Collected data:
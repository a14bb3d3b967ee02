//! Store collaborators for the catalog
//!
//! Resolvers talk to persistence only through the traits in this module.
//! Two implementations exist:
//! - Postgres repositories (`BookRepository`, `AuthorRepository`, `UserRepository`)
//! - [`MemoryStore`], an in-process store with the same uniqueness rules
//!
//! Cross-request invariants (unique titles, author names and usernames) are
//! enforced by the store itself, never by application-level locks.

pub mod author;
pub mod book;
pub mod memory;
pub mod user;
pub mod utils;

use std::sync::Arc;

use async_trait::async_trait;
use sqlx::PgPool;
use thiserror::Error;
use uuid::Uuid;

use crate::models::{Author, Book, BookFilter, NewAuthor, NewBook, NewUser, User};

pub use author::AuthorRepository;
pub use book::BookRepository;
pub use memory::MemoryStore;
pub use user::UserRepository;

/// Failure reported by a store collaborator
#[derive(Debug, Error)]
pub enum StoreError {
    /// A uniqueness constraint rejected the write
    #[error("{field} must be unique")]
    Conflict { field: String },

    /// A shape or reference constraint rejected the write
    #[error("{0}")]
    Constraint(String),

    /// The record addressed by an update does not exist
    #[error("{0} not found")]
    NotFound(&'static str),

    /// No connection could be acquired in time
    #[error("store unavailable")]
    Unavailable,

    /// Any other database failure
    #[error("database error: {0}")]
    Database(sqlx::Error),
}

impl StoreError {
    pub fn conflict(field: impl Into<String>) -> Self {
        Self::Conflict {
            field: field.into(),
        }
    }

    /// Whether the caller's input caused the rejection
    pub fn is_input_error(&self) -> bool {
        matches!(self, Self::Conflict { .. } | Self::Constraint(_))
    }
}

/// Result type for store operations
pub type StoreResult<T> = Result<T, StoreError>;

/// Book collection
#[async_trait]
pub trait BookStore: Send + Sync {
    async fn find_by_title(&self, title: &str) -> StoreResult<Option<Book>>;

    /// Books matching every criterion of the filter, in insertion order
    async fn find_by_filter(&self, filter: &BookFilter) -> StoreResult<Vec<Book>>;

    /// Persist a book; a taken title is reported as [`StoreError::Conflict`]
    async fn insert(&self, book: NewBook) -> StoreResult<Book>;

    async fn count_all(&self) -> StoreResult<i64>;

    async fn count_by_author_id(&self, author_id: Uuid) -> StoreResult<i64>;
}

/// Author collection
#[async_trait]
pub trait AuthorStore: Send + Sync {
    async fn find_by_name(&self, name: &str) -> StoreResult<Option<Author>>;

    async fn find_by_id(&self, id: Uuid) -> StoreResult<Option<Author>>;

    async fn find_by_ids(&self, ids: &[Uuid]) -> StoreResult<Vec<Author>>;

    async fn find_all(&self) -> StoreResult<Vec<Author>>;

    /// Create the author unless the name is taken.
    ///
    /// A taken name is reported as [`StoreError::Conflict`] and nothing is
    /// written; callers racing on the same name can re-read and proceed.
    async fn insert_if_absent(&self, author: NewAuthor) -> StoreResult<Author>;

    /// Persist the mutable fields of an existing author
    async fn update(&self, author: &Author) -> StoreResult<Author>;

    /// Delete the author unless a book references it.
    ///
    /// Returns whether a record was removed.
    async fn remove_if_unused(&self, id: Uuid) -> StoreResult<bool>;

    async fn count_all(&self) -> StoreResult<i64>;
}

/// User collection
#[async_trait]
pub trait UserStore: Send + Sync {
    async fn find_by_username(&self, username: &str) -> StoreResult<Option<User>>;

    async fn find_by_id(&self, id: Uuid) -> StoreResult<Option<User>>;

    /// Persist a user, enforcing unique usernames and the minimum length
    async fn insert(&self, user: NewUser) -> StoreResult<User>;
}

/// Handles to every collection, injected into services at startup
#[derive(Clone)]
pub struct Store {
    pub books: Arc<dyn BookStore>,
    pub authors: Arc<dyn AuthorStore>,
    pub users: Arc<dyn UserStore>,
}

impl Store {
    /// Collections backed by PostgreSQL
    pub fn postgres(pool: PgPool) -> Self {
        Self {
            books: Arc::new(BookRepository::new(pool.clone())),
            authors: Arc::new(AuthorRepository::new(pool.clone())),
            users: Arc::new(UserRepository::new(pool)),
        }
    }

    /// Collections sharing one in-memory store
    pub fn in_memory() -> Self {
        Self::from_memory(MemoryStore::new())
    }

    pub fn from_memory(store: MemoryStore) -> Self {
        let store = Arc::new(store);
        Self {
            books: store.clone(),
            authors: store.clone(),
            users: store,
        }
    }
}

### Exercise
Look through the entries. Copy out each line with "AuthorRepository" in it.

### Output of the exercise
//! - Postgres repositories (`BookRepository`, `AuthorRepository`, `UserRepository`)
pub use author::AuthorRepository;
            authors: Arc::new(AuthorRepository::new(pool.clone())),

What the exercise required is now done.